use servizor_domain::Config;
use tracing_subscriber::EnvFilter;

/// Verbosity requested on the command line.
#[derive(Debug, Clone, Copy, Default)]
pub struct Verbosity {
    pub verbose: u8,
    pub quiet: bool,
    pub debug: bool,
}

impl Verbosity {
    /// Level implied by the flags, `None` when no flag was given.
    fn level(&self) -> Option<&'static str> {
        if self.debug || self.verbose >= 2 {
            Some("debug")
        } else if self.verbose == 1 {
            Some("info")
        } else if self.quiet {
            Some("error")
        } else {
            None
        }
    }
}

fn filter_directive(verbosity: Verbosity, config: &Config) -> String {
    let level = match verbosity.level() {
        Some(level) => level.to_string(),
        None => config.logging.level.clone(),
    };
    if level == "debug" || level == "trace" {
        level
    } else {
        format!("{},reqwest=warn,hyper=warn,hyper_util=warn", level)
    }
}

/// Logs to stderr. `RUST_LOG` takes precedence over the flags and the config.
pub fn init_logging(verbosity: Verbosity, config: &Config) {
    let filter = EnvFilter::try_from_default_env()
        .unwrap_or_else(|_| EnvFilter::new(filter_directive(verbosity, config)));

    tracing_subscriber::fmt()
        .with_env_filter(filter)
        .with_writer(std::io::stderr)
        .with_target(false)
        .init();
}
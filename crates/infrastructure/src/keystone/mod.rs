//! Keystone v3 adapter for the service catalog.
//!
//! [`KeystoneSession`] authenticates and locates the identity endpoint;
//! [`KeystoneCatalog`] implements the catalog port on top of it.

mod catalog;
mod session;
mod wire;

pub use catalog::KeystoneCatalog;
pub use session::{normalize_identity_url, KeystoneSession};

## Required work
Give the material above again, word for word.

## Answer below
use servizor_domain::Config;
use tracing_subscriber::EnvFilter;

/// Verbosity requested on the command line.
#[derive(Debug, Clone, Copy, Default)]
pub struct Verbosity {
    pub verbose: u8,
    pub quiet: bool,
    pub debug: bool,
}

impl Verbosity {
    /// Level implied by the flags, `None` when no flag was given.
    fn level(&self) -> Option<&'static str> {
        if self.debug || self.verbose >= 2 {
            Some("debug")
        } else if self.verbose == 1 {
            Some("info")
        } else if self.quiet {
            Some("error")
        } else {
            None
        }
    }
}

fn filter_directive(verbosity: Verbosity, config: &Config) -> String {
    let level = match verbosity.level() {
        Some(level) => level.to_string(),
        None => config.logging.level.clone(),
    };
    if level == "debug" || level == "trace" {
        level
    } else {
        format!("{},reqwest=warn,hyper=warn,hyper_util=warn", level)
    }
}

/// Logs to stderr. `RUST_LOG` takes precedence over the flags and the config.
pub fn init_logging(verbosity: Verbosity, config: &Config) {
    let filter = EnvFilter::try_from_default_env()
        .unwrap_or_else(|_| EnvFilter::new(filter_directive(verbosity, config)));

    tracing_subscriber::fmt()
        .with_env_filter(filter)
        .with_writer(std::io::stderr)
        .with_target(false)
        .init();
}
filename crates/infrastructure/src/keystone/mod.rs
//! Keystone v3 adapter for the service catalog.
//!
//! [`KeystoneSession`] authenticates and locates the identity endpoint;
//! [`KeystoneCatalog`] implements the catalog port on top of it.

mod catalog;
mod session;
mod wire;

pub use catalog::KeystoneCatalog;
pub use session::{normalize_identity_url, KeystoneSession};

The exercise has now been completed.